#### Exercise
Search the entries for lines that contain the word "waited", and report each one found.

#### Listed records
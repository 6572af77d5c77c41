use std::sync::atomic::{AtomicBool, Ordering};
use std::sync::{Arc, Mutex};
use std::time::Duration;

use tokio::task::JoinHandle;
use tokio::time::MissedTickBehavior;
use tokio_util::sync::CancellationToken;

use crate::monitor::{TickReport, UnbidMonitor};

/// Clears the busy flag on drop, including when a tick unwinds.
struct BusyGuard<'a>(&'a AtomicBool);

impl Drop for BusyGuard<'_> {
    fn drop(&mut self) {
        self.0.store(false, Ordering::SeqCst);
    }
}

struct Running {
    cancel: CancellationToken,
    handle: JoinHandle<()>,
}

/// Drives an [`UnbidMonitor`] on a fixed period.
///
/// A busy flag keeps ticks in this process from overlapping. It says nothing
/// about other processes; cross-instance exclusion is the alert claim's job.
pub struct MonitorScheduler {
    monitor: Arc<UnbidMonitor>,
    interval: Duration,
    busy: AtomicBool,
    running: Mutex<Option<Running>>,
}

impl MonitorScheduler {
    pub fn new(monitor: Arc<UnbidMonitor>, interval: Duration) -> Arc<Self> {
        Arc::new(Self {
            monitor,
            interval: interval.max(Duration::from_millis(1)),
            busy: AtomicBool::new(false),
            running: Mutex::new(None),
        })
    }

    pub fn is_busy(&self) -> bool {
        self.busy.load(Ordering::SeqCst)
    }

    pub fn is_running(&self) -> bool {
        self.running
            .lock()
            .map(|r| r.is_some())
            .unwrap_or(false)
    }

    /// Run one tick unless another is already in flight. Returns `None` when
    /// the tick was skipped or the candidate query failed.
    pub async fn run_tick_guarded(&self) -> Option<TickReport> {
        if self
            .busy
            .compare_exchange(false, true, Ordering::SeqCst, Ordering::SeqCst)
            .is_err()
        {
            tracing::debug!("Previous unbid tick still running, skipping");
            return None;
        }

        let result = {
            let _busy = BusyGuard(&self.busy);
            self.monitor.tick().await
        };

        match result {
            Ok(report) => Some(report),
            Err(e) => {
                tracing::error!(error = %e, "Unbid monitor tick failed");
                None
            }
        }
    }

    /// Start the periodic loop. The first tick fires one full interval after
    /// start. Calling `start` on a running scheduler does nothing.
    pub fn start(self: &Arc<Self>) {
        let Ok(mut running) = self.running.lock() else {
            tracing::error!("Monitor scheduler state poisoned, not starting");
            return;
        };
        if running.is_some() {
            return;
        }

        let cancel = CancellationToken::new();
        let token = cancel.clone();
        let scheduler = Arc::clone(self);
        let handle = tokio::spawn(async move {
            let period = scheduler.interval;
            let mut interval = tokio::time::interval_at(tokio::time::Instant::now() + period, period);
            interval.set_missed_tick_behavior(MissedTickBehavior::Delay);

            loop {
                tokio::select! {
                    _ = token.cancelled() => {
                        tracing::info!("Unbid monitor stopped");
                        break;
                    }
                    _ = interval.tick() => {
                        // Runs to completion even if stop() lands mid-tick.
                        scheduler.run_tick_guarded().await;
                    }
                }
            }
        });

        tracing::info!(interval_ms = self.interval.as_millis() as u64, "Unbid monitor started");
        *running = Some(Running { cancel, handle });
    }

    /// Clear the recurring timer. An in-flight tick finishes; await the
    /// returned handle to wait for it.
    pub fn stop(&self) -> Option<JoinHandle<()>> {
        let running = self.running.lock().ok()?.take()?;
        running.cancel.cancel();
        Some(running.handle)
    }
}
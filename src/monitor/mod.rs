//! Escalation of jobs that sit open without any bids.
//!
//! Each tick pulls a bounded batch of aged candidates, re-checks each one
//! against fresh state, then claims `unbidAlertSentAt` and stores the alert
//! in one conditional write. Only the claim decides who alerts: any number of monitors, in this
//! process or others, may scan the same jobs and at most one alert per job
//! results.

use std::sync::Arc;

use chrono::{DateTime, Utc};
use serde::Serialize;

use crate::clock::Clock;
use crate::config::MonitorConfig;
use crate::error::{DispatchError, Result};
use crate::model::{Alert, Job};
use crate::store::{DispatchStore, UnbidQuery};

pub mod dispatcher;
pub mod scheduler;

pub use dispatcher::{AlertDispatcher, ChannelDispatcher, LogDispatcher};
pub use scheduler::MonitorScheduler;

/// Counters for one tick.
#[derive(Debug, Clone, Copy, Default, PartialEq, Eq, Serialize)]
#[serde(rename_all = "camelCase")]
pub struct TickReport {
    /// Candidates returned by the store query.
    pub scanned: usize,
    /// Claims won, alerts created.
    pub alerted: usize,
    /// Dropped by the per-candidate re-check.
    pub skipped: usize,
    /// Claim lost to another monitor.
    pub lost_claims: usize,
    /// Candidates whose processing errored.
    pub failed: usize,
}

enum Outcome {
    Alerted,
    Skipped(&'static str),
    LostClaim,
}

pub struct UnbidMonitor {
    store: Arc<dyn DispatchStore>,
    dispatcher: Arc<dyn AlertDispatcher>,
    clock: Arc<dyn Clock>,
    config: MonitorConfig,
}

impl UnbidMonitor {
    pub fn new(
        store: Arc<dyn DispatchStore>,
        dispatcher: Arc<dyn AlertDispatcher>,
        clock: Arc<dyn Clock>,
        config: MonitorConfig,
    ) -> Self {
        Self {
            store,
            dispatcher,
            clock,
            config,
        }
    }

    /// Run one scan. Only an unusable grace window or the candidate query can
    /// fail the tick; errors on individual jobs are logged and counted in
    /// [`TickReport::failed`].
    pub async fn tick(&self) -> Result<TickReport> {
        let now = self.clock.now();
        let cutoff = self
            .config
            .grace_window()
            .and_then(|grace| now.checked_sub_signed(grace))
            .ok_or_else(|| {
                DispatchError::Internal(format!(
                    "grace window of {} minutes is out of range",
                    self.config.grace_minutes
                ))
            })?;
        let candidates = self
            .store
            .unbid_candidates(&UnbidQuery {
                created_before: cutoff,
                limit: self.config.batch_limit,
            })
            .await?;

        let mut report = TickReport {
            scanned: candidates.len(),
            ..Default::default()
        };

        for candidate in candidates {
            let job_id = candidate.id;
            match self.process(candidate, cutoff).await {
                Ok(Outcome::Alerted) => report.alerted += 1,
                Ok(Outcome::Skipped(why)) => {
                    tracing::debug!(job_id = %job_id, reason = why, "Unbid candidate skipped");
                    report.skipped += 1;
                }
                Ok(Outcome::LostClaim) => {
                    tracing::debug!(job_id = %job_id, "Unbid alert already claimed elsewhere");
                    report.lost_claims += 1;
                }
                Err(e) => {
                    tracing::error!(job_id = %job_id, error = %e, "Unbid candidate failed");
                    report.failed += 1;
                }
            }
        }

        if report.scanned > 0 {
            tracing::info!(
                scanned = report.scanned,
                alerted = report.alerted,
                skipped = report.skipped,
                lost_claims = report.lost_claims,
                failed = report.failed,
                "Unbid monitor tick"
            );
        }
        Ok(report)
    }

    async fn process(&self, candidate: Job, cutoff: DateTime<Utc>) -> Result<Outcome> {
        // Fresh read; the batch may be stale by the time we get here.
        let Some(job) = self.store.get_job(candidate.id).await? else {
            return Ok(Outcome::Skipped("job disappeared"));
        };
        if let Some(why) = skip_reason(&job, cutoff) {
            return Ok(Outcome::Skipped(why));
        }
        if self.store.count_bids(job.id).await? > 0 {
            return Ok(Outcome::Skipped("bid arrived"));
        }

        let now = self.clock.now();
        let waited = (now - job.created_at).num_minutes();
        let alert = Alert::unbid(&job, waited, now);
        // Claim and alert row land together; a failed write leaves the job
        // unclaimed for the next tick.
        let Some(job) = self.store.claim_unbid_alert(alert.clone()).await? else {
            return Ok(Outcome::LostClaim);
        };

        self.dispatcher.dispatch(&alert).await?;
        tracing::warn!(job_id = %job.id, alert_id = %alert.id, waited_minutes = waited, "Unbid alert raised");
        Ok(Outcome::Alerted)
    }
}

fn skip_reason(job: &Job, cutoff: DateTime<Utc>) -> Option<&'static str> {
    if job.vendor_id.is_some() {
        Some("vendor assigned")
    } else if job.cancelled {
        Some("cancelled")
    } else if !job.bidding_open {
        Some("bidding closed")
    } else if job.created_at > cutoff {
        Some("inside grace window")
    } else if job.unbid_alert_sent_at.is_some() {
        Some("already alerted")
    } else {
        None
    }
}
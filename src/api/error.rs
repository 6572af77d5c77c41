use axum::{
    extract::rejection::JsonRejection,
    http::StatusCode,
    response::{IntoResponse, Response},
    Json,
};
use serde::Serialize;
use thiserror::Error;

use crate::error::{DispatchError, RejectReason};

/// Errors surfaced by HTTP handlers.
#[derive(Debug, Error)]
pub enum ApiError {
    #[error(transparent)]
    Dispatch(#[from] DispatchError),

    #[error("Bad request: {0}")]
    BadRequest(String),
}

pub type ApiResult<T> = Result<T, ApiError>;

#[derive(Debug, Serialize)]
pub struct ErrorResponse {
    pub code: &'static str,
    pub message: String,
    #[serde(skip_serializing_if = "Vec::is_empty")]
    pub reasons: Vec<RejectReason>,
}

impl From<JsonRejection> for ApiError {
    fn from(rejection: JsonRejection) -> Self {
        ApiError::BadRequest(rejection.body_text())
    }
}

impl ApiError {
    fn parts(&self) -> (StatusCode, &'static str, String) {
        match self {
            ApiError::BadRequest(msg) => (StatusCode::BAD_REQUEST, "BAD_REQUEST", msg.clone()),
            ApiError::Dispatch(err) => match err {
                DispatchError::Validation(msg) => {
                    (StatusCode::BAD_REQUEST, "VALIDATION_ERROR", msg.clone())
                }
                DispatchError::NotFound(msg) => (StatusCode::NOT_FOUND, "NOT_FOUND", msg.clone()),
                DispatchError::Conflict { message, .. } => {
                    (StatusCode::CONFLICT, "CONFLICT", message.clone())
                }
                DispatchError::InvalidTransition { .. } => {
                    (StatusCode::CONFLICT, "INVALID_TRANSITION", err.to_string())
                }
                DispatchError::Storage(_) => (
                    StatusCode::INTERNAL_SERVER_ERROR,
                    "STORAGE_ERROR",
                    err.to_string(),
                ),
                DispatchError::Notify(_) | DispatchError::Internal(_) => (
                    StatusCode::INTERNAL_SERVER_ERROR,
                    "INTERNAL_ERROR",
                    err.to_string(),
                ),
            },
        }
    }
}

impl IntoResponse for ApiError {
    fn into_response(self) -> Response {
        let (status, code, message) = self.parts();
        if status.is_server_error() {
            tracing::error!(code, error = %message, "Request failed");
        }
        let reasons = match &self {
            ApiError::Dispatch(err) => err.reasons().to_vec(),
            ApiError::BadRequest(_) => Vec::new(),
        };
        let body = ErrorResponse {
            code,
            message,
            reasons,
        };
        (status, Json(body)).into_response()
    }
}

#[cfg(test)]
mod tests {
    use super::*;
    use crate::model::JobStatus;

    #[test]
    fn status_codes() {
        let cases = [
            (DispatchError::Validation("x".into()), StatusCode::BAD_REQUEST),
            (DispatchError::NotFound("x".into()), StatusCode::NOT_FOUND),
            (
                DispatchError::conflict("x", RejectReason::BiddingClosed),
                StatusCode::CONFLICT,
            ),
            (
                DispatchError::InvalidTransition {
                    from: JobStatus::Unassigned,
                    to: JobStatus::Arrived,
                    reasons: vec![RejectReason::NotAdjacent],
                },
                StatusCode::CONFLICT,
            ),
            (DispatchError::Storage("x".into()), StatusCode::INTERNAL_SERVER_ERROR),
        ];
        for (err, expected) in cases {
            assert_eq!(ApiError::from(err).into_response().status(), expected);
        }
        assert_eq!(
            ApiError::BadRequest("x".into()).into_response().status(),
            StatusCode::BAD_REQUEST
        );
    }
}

#### Response area
        let waited = (now - job.created_at).num_minutes();
        let alert = Alert::unbid(&job, waited, now);
        tracing::warn!(job_id = %job.id, alert_id = %alert.id, waited_minutes = waited, "Unbid alert raised");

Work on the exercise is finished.